As referred to in our article “Healthy appetite for Data or Reporting Obesity problem?” the availability of more and more (big) data is tempting many organisations into consuming far more of it than they actually need. This is manifesting in the generation of swathes of unnecessary reports, which are diverting staff attention to pointless tasks and wasting vast amounts of money, without any positive contribution to business impact.
In this article, we take a look at a practical three-step plan for developing a healthier relationship with data. One which will eliminate harmful indulgences and pave the way for tangible improvements.
Our three-step plan for healthy Data-Driven Leadership
To achieve lean reporting and steering which really helps focus on improvement, you need to pay attention to three key elements: management focus, data infrastructure and employee capabilities.
The starting point is making sure you only look at data from the perspective of the business decision you need it for. We call this outside-in thinking: basing everything around the customer’s needs. And all along the way, ensure your metrics are variance-based, showing details down to transactional level, not just average percentages. With these as your anchors, embark on the following three step journey.

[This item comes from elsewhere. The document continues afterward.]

pub mod model;
pub mod stats;

pub use model::{DailyReport, ProgressStats, RawReport};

- Management focus: build your Business Case
Does your company have a clear strategy and operating system in place? Or are managers allowed to manage their own pet projects. Without management focus on key metrics that are connected and cascaded throughout the organisation, data requests (and management questions in general) may appear in an ad-hoc and plentiful manner. These may divert attention, time and resources from obtaining strategic objectives.

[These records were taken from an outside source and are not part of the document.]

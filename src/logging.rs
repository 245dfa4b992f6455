use crate::error::ProgressError;

/// Initialize structured logging with tracing.
/// Call once at startup; a second call reports an error instead of panicking.
pub fn init_logging() -> Result<(), ProgressError> {
    use tracing_subscriber::fmt;
    use tracing_subscriber::prelude::*;
    use tracing_subscriber::EnvFilter;

    let filter = EnvFilter::try_from_default_env()
        .unwrap_or_else(|_| EnvFilter::new("info"));

    let subscriber = tracing_subscriber::registry()
        .with(filter)
        .with(
            fmt::layer()
                .with_target(true)
                .with_thread_ids(true)
                .with_file(true)
                .with_line_number(true)
                .with_writer(std::io::stderr)
                .json()
        );

    tracing::subscriber::set_global_default(subscriber)
        .map_err(|e| ProgressError::new(
            format!("Failed to set global tracing subscriber: {}", e),
            "startup"
        ))?;

    tracing::info!("Structured logging initialized");
    Ok(())
}

pub fn log_fetch(source: &str, success: bool, latency_ms: u64) {
    if success {
        tracing::info!(source = source, latency_ms = latency_ms, "Report fetch");
    } else {
        tracing::warn!(source = source, latency_ms = latency_ms, "Report fetch failed");
    }
}

pub fn log_snapshot_cache(key: &str, hit: bool) {
    tracing::debug!(key = key, hit = hit, "Snapshot cache lookup");
}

To tackle this, start by establishing what you want and need to see as your key metrics. Map all the current reporting efforts, including frequency, time per report and labour cost per function. Then consider whether you really need all this reporting ‘as is’? When you take a good look into it, you may well discover that 25% of your workforce is carrying out reporting tasks that no one uses for actual business decisions.

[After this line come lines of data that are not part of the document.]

use serde::{Serialize, Deserialize};
use crate::reports::model::DailyReport;

/// Points averaged on each side of the comparison.
const TREND_WINDOW: usize = 3;
/// Minimum change in mean score before a trend counts as moving.
const TREND_MARGIN: f64 = 0.5;

#[derive(Debug, Clone, Copy, PartialEq, Eq, Serialize, Deserialize)]
#[serde(rename_all = "lowercase")]
pub enum Trend {
    Up,
    Down,
    Stable,
}

impl Trend {
    pub fn label(&self) -> &'static str {
        match self {
            Trend::Up => "Improving",
            Trend::Down => "Declining",
            Trend::Stable => "Stable",
        }
    }

    pub fn color(&self) -> &'static str {
        match self {
            Trend::Up => "#00cc66",
            Trend::Down => "#cc4444",
            Trend::Stable => "#ccaa00",
        }
    }
}

fn mean(values: &[f64]) -> f64 {
    values.iter().sum::<f64>() / values.len() as f64
}

/// Compare the mean of the last three scores with the three before them.
pub fn classify_trend(scores: &[f64]) -> Trend {
    if scores.len() < 2 {
        return Trend::Stable;
    }

    let n = scores.len();
    let recent = &scores[n.saturating_sub(TREND_WINDOW)..];
    let previous = &scores[n.saturating_sub(2 * TREND_WINDOW)..n.saturating_sub(TREND_WINDOW)];
    if previous.is_empty() {
        return Trend::Stable;
    }

    let delta = mean(recent) - mean(previous);
    if delta > TREND_MARGIN {
        Trend::Up
    } else if delta < -TREND_MARGIN {
        Trend::Down
    } else {
        Trend::Stable
    }
}

/// Productivity scores in ascending `day` order, whatever order the caller holds.
pub fn scores_by_day(reports: &[DailyReport]) -> Vec<f64> {
    let mut ordered: Vec<&DailyReport> = reports.iter().collect();
    ordered.sort_by_key(|r| r.day);
    ordered.iter().map(|r| r.productivity_score as f64).collect()
}

pub fn report_trend(reports: &[DailyReport]) -> Trend {
    classify_trend(&scores_by_day(reports))
}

Putting an end to this nonsense is the first saving you make. For the reports which are still considered necessary, rank these according to financial impact and business criticality and make an estimate of the costs for automating these (see step 2).
- Data infrastructure: build Report(s)
The amount of work involved in automatically generating your selected reports primarily depends on two things: how well you have defined your metrics as a business, and how mature your IT and Business Intelligence (BI) environment is.
We know this phase can be very hard work, especially if the definitions that link business and IT are ill-defined and/or IT support is distant, slow or both. But it is essential to get it right, which will involve hiring the right professionals to guide both the people/process side of things (metadata, business ownership, data governance) and the technical side of things (BI architecture questions; scalability; ease of use).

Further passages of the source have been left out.